Behalve dan toch die ene vakantie aan de Amalfikust, maar die vond jaren later plaats, als Jules zijn jeugdliefde eindelijk heeft ingepalmd. Die vakantie heeft blijkbaar zoveel indruk op hem gemaakt dat een ochtendwandeling ‘langs een bocht in de Amalfikust (…) terwijl het om ons heen licht werd en de zee zachtjes tegen de rotsen klotste’, het eerste beeld is dat bij hem opkomt als hij, 41 jaar oud, na een bijna dodelijk motorongeluk in een ziekenhuis ontwaakt uit een coma. Wat daarna volgt is terugblik, gemotiveerd door de vraag – in de openingsscène in het ziekenhuis zwaar aangezet, want geïsoleerd gedrukt: ‘Waardoor komt het dat een leven wordt zoals het wordt?’ Jules is een vroegoude tobber, wiens plechtstatige boekentaal wel moet zijn ingegeven door zijn regressieve verlangens. ‘Dit is de weg terug’, dacht hij, ‘weer degene worden die je was’, al zal dat niet eenvoudig zijn aangezien Jules gekweld wordt door het besef ‘dat ons eigenlijke ik heel ver weg was’.
Het kostte me moeite Jules in zijn zwaarmoedige gepeins te blijven volgen, telkens als ik weer even in het verhaal zat werd ik er door die bordkartonnen therapeutenzinnen weer uitgeslingerd. Op een gegeven moment begon het me op te vallen hoe vaak Wells het woordje ‘echt’ gebruikt, onwillekeurig ga je daar dan op letten. ‘Dingen die echt belangrijk zijn’, ‘… dat je hier echt bent,’ ‘… dat ze echt was. Een mens voor wie ik iets betekende.’

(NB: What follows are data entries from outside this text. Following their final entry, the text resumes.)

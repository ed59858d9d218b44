use crate::dispose::{AsyncDispose, Dispose};
use crate::error::BoxError;
use crate::loader::{self, Disposer, Fetcher};
use crate::policy::FetchPolicy;

use core::fmt;
use std::future::Future;
use std::marker::PhantomData;
use std::time::Duration;

use tokio_util::sync::CancellationToken;

/// Describes how to produce and keep the value for one key.
///
/// The request is consumed by [`MemoCache::get_or_add`]. It only takes
/// effect when it creates the entry for its key: once an entry exists, later
/// requests for the same key are served by the fetch function and policy the
/// entry was created with.
///
/// The fetch function receives a [`CancellationToken`]. On a caller-driven
/// fetch it is the caller's token; on a background refresh it is the
/// entry's own lifecycle token, cancelled when the entry is disposed.
///
/// [`MemoCache::get_or_add`]: crate::MemoCache::get_or_add
pub struct FetchRequest<T> {
  pub(crate) key: String,
  pub(crate) policy: FetchPolicy,
  pub(crate) fetcher: Fetcher,
  pub(crate) disposer: Option<Disposer>,
  _value_marker: PhantomData<fn() -> T>,
}

impl<T> fmt::Debug for FetchRequest<T> {
  fn fmt(&self, f: &mut fmt::Formatter<'_>) -> fmt::Result {
    f.debug_struct("FetchRequest")
      .field("key", &self.key)
      .field("policy", &self.policy)
      .field("has_disposer", &self.disposer.is_some())
      .finish_non_exhaustive()
  }
}

impl<T: Send + Sync + 'static> FetchRequest<T> {
  /// Creates a request with the given lifetime, no disposal and no
  /// background refresh.
  pub fn new<F, Fut, E>(key: impl Into<String>, lifetime: Duration, fetch: F) -> Self
  where
    F: Fn(CancellationToken) -> Fut + Send + Sync + 'static,
    Fut: Future<Output = Result<T, E>> + Send + 'static,
    E: Into<BoxError> + 'static,
  {
    Self::with_policy(key, FetchPolicy::new(lifetime), fetch)
  }

  /// Creates a request from a preconfigured policy.
  pub fn with_policy<F, Fut, E>(key: impl Into<String>, policy: FetchPolicy, fetch: F) -> Self
  where
    F: Fn(CancellationToken) -> Fut + Send + Sync + 'static,
    Fut: Future<Output = Result<T, E>> + Send + 'static,
    E: Into<BoxError> + 'static,
  {
    Self {
      key: key.into(),
      policy,
      fetcher: loader::fetcher(fetch),
      disposer: None,
      _value_marker: PhantomData,
    }
  }

  /// Sets whether superseded or evicted values have their disposal
  /// contract run.
  pub fn allow_dispose(mut self, allow_dispose: bool) -> Self {
    self.policy.allow_dispose = allow_dispose;
    self
  }

  /// Enables background refresh: after each successful access that finds
  /// refresh disarmed, the value is refetched each time it expires, at most
  /// `limit` times. Each refresh starts `lifetime` after the previous fetch
  /// finished, so a slow fetch stretches the interval. A limit of `0`
  /// disables refresh.
  pub fn refresh_limit(mut self, limit: u32) -> Self {
    self.policy.refresh_limit = Some(limit);
    self
  }

  pub fn key(&self) -> &str {
    &self.key
  }

  pub fn policy(&self) -> &FetchPolicy {
    &self.policy
  }
}

impl<T: Dispose> FetchRequest<T> {
  /// Registers `T`'s synchronous disposal contract and enables disposal.
  pub fn disposable(mut self) -> Self {
    self.disposer = Some(loader::sync_disposer::<T>());
    self.policy.allow_dispose = true;
    self
  }
}

impl<T: AsyncDispose> FetchRequest<T> {
  /// Registers `T`'s asynchronous disposal contract and enables disposal.
  pub fn async_disposable(mut self) -> Self {
    self.disposer = Some(loader::async_disposer::<T>());
    self.policy.allow_dispose = true;
    self
  }
}
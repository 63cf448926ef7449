//! Pin ownership
//!
//! GPIO pins are a shared namespace across everything the host runs.
//! Components claim the pins they use before touching them and release
//! them when they are done.

/// Usermod identifiers known to the host
#[derive(Debug, Clone, Copy, PartialEq, Eq)]
#[cfg_attr(feature = "defmt", derive(defmt::Format))]
pub enum UsermodId {
    /// Time circuit lamp
    BttfLamp,
}

/// Owner tag attached to a claimed pin
#[derive(Debug, Clone, Copy, PartialEq, Eq)]
#[cfg_attr(feature = "defmt", derive(defmt::Format))]
pub enum PinOwner {
    /// Reserved by the platform (flash, debug, on-board LED)
    System,
    /// Claimed by a usermod
    Usermod(UsermodId),
}

/// Errors from pin ownership operations
#[derive(Debug, Clone, Copy, PartialEq, Eq)]
#[cfg_attr(feature = "defmt", derive(defmt::Format))]
pub enum PinError {
    /// Pin number out of range for this board
    InvalidPin,
    /// Pin already owned
    AlreadyOwned(PinOwner),
    /// Release attempted by someone other than the owner
    NotOwner(PinOwner),
    /// Release of a pin nobody owns
    NotClaimed,
    /// Ownership table is full
    TableFull,
}

/// Pin ownership arbitration
///
/// Claim and release are the only way to change ownership.
pub trait PinOwnership {
    /// Claim a pin for `owner`
    ///
    /// - `output`: whether the owner intends to drive the pin
    fn claim(&mut self, pin: u8, output: bool, owner: PinOwner) -> Result<(), PinError>;

    /// Release a pin previously claimed by `owner`
    fn release(&mut self, pin: u8, owner: PinOwner) -> Result<(), PinError>;

    /// Current owner of a pin, if any
    fn owner_of(&self, pin: u8) -> Option<PinOwner>;
}
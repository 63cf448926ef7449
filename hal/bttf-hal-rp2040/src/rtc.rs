//! RTC-backed local time source
//!
//! The RTC keeps UTC. The configured offset is applied on every read,
//! so changing it never touches the hardware clock.

use bttf_core::time::LocalTime;
use bttf_core::traits::LocalTimeSource;
use chrono::{DateTime, Datelike, NaiveDate, NaiveDateTime, Timelike, Weekday};
use embassy_rp::peripherals::RTC;
use embassy_rp::rtc::{DayOfWeek, Rtc};
use embassy_rp::Peri;

/// Last year the RTC's 12-bit year field holds
const MAX_RTC_YEAR: i32 = 4095;

/// Errors from setting the clock
#[derive(Debug, Clone, Copy, PartialEq, Eq)]
#[cfg_attr(feature = "defmt", derive(defmt::Format))]
pub enum ClockError {
    /// Timestamp outside the range the RTC can hold
    OutOfRange,
    /// RTC rejected the date
    Rejected,
}

/// Local time from the RP2040 RTC
pub struct RtcTime {
    rtc: Rtc<'static, RTC>,
    utc_offset_h: i8,
}

impl RtcTime {
    /// Wrap the RTC peripheral
    pub fn new(rtc: Peri<'static, RTC>, utc_offset_h: i8) -> Self {
        Self {
            rtc: Rtc::new(rtc),
            utc_offset_h,
        }
    }

    /// Check if the RTC has been set since power-up
    pub fn is_running(&self) -> bool {
        self.rtc.is_running()
    }

    /// Set the RTC from Unix seconds (UTC)
    pub fn set_unix(&mut self, secs: i64) -> Result<(), ClockError> {
        let utc = DateTime::from_timestamp(secs, 0)
            .ok_or(ClockError::OutOfRange)?
            .naive_utc();
        if !(0..=MAX_RTC_YEAR).contains(&utc.year()) {
            return Err(ClockError::OutOfRange);
        }
        self.rtc
            .set_datetime(to_datetime(&utc))
            .map_err(|_| ClockError::Rejected)
    }

    fn utc(&self) -> Option<NaiveDateTime> {
        if !self.rtc.is_running() {
            return None;
        }
        let now = self.rtc.now().ok()?;
        NaiveDate::from_ymd_opt(i32::from(now.year), u32::from(now.month), u32::from(now.day))?
            .and_hms_opt(
                u32::from(now.hour),
                u32::from(now.minute),
                u32::from(now.second),
            )
    }
}

impl LocalTimeSource for RtcTime {
    fn local_time(&mut self) -> Option<LocalTime> {
        let utc = self.utc()?;
        LocalTime::from_unix(utc.and_utc().timestamp(), self.utc_offset_h)
    }
}

fn to_datetime(utc: &NaiveDateTime) -> embassy_rp::rtc::DateTime {
    let day_of_week = match utc.weekday() {
        Weekday::Sun => DayOfWeek::Sunday,
        Weekday::Mon => DayOfWeek::Monday,
        Weekday::Tue => DayOfWeek::Tuesday,
        Weekday::Wed => DayOfWeek::Wednesday,
        Weekday::Thu => DayOfWeek::Thursday,
        Weekday::Fri => DayOfWeek::Friday,
        Weekday::Sat => DayOfWeek::Saturday,
    };
    // Year range checked by the caller
    embassy_rp::rtc::DateTime {
        year: utc.year() as u16,
        month: utc.month() as u8,
        day: utc.day() as u8,
        day_of_week,
        hour: utc.hour() as u8,
        minute: utc.minute() as u8,
        second: utc.second() as u8,
    }
}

Dat om de haverklap gebruikte ‘echt’ is het zekerste bewijs van stilistische onkunde. Er moet onder en achter alles wat we zien en meemaken kennelijk per se nóg een werkelijkheid schuilgaan, is de veronderstelling, alleen ontbreekt het de auteur aan woorden om die tastbaar te maken. Jules’ filosofisch geschoolde zus zegt het zo: het gaat om het vinden van het ‘ware ik’ en ongelukken kunnen daarbij dienstbaar zijn, want ‘vaak leer je pas door verdriet wat echt bij je hoort’. Jules heeft zijn lesje wel geleerd, bijkomend van zijn motorongeluk denkt hij: ‘De dood is het tegendeel van het oneigenlijke.’ Het eigenlijke, daar gaat het om, het is het diepte suggererende broertje van het echte en het ware waar hij zo hevig naar verlangt (en tevens, maar dat terzijde, de hulpeloze analyse op de taal waarop Adorno in Jargon der Eigentlichkeit zijn vlammende kritiek op Heidegger baseert).
Nog een literair-sociologische opmerking tot slot. Wells wordt in Duitsland gezien als een fenomeen. Hij debuteerde op zijn 24ste, van Vom Ende der Einsamkeit zijn tweehonderdduizend exemplaren verkocht. Hij ‘schrijft als een oude meester, wijs en vol mededogen met zijn karakters’, aldus een criticus. In De wereld draait door werd de vertaling met tranen van ontroering overgoten en nog voor ik ook maar één recensie van het boek had gelezen stond het in de top-tien van de NRC al op plek twee.